The cache object is null on each operator slot and it gets initialized on
every call to open method.

2. Initialize in operator class constructor:

public FlatMapFunction(ParameterTool parameterTool) {
        this. parameterTool = parameterTool;
        initializeCache();
}

The cache doesn't seem to be initialized when accessed inside the task
manager.

Thanks.

Re: Static Variables

Posted by Stefan Richter <s....@data-artisans.com>.
Hi,

I think the cause is very likely a race condition between the tasks checking and setting the static value, because tasks run in different threads. You could try to use an Atomic reference or synchronization for setting the state variable’s value.

Best,
Stefan

> Am 20.12.2017 um 00:29 schrieb Navneeth Krishnan <re...@gmail.com>:
> 
> Hi,
> 
> I have a requirement to initialize few guava caches per jvm and some static helper classes. I tried few options but nothing worked. Need some help.
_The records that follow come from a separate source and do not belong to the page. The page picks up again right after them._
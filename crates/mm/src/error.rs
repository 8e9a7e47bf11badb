//! 内存管理错误类型

use core::fmt;

/// 帧分配与地址空间操作中可能发生的错误
#[derive(Debug, Clone, Copy, PartialEq, Eq)]
pub enum MmError {
    /// 没有空闲物理帧（包括页表遍历中无法分配中间页表）
    OutOfMemory,
    /// 释放的地址不在受管区域内，或属于保留帧
    InvalidFree(usize),
    /// 释放的地址没有按页对齐
    MisalignedFree(usize),
    /// 物理内存区域描述不合法
    InvalidRegion,
}

impl MmError {
    /// 是否属于簿记损坏类错误
    ///
    /// 这类错误不可恢复，调用方必须停机。
    pub fn is_fatal(&self) -> bool {
        matches!(self, MmError::InvalidFree(_) | MmError::MisalignedFree(_))
    }
}

impl fmt::Display for MmError {
    fn fmt(&self, f: &mut fmt::Formatter<'_>) -> fmt::Result {
        match self {
            MmError::OutOfMemory => write!(f, "out of physical frames"),
            MmError::InvalidFree(addr) => {
                write!(f, "free of {:#018x} outside managed frames", addr)
            }
            MmError::MisalignedFree(addr) => {
                write!(f, "free of non-page-aligned address {:#018x}", addr)
            }
            MmError::InvalidRegion => write!(f, "invalid physical memory region"),
        }
    }
}

/// 内存管理操作的结果类型
pub type MmResult<T> = Result<T, MmError>;
//! 进程控制块

use crate::context::TaskContext;
use crate::trap_frame::TrapFrame;
use mm::{AddressSpace, Paddr};

/// 进程号，即 PCB 在进程表中的槽位下标
pub type Pid = usize;

/// 进程状态
///
/// 没有退出状态：进程一旦创建就一直在 Runnable 与 Running 之间循环。
#[derive(Debug, Clone, Copy, PartialEq, Eq, Default)]
pub enum ProcState {
    /// 空闲槽位
    #[default]
    Unused,
    /// 保留，当前没有任何路径进入该状态
    Sleeping,
    /// 等待调度
    Runnable,
    /// 正在运行
    Running,
}

/// 进程控制块
#[derive(Debug, Clone)]
pub struct Pcb {
    /// 进程号
    pub pid: Pid,
    /// 状态
    pub state: ProcState,
    /// 内核栈所在的帧（栈向下生长，栈顶为帧尾）
    pub kstack: Option<Paddr>,
    /// 地址空间
    pub space: Option<AddressSpace>,
    /// 陷阱快照
    pub trap_frame: TrapFrame,
    /// 协作式切换的寄存器集合
    pub context: TaskContext,
}

impl Pcb {
    /// 处于 Unused 状态的空 PCB
    pub const fn unused(pid: Pid) -> Self {
        Self {
            pid,
            state: ProcState::Unused,
            kstack: None,
            space: None,
            trap_frame: TrapFrame::zero(),
            context: TaskContext::zero(),
        }
    }

    /// 内核栈顶
    pub fn kstack_top(&self) -> Option<usize> {
        self.kstack.map(|frame| frame.0 + mm::PAGE_SIZE)
    }
}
Thanks a lot.
> 
> 1. Operator level static variables: 
> 
> public static Cache<String, String> loadingCache;
> 
> public void open(Configuration parameters) throws Exception {
> 	if (loadingCache == null)
> 		initializeCache();
> }
> 
> The cache object is null on each operator slot and it gets initialized on every call to open method.
> 
> 2. Initialize in operator class constructor:
> 
> public FlatMapFunction(ParameterTool parameterTool) {
>         this. parameterTool = parameterTool;
>         initializeCache();
> }
> 
> The cache doesn't seem to be initialized when accessed inside the task manager.
> 
> Thanks.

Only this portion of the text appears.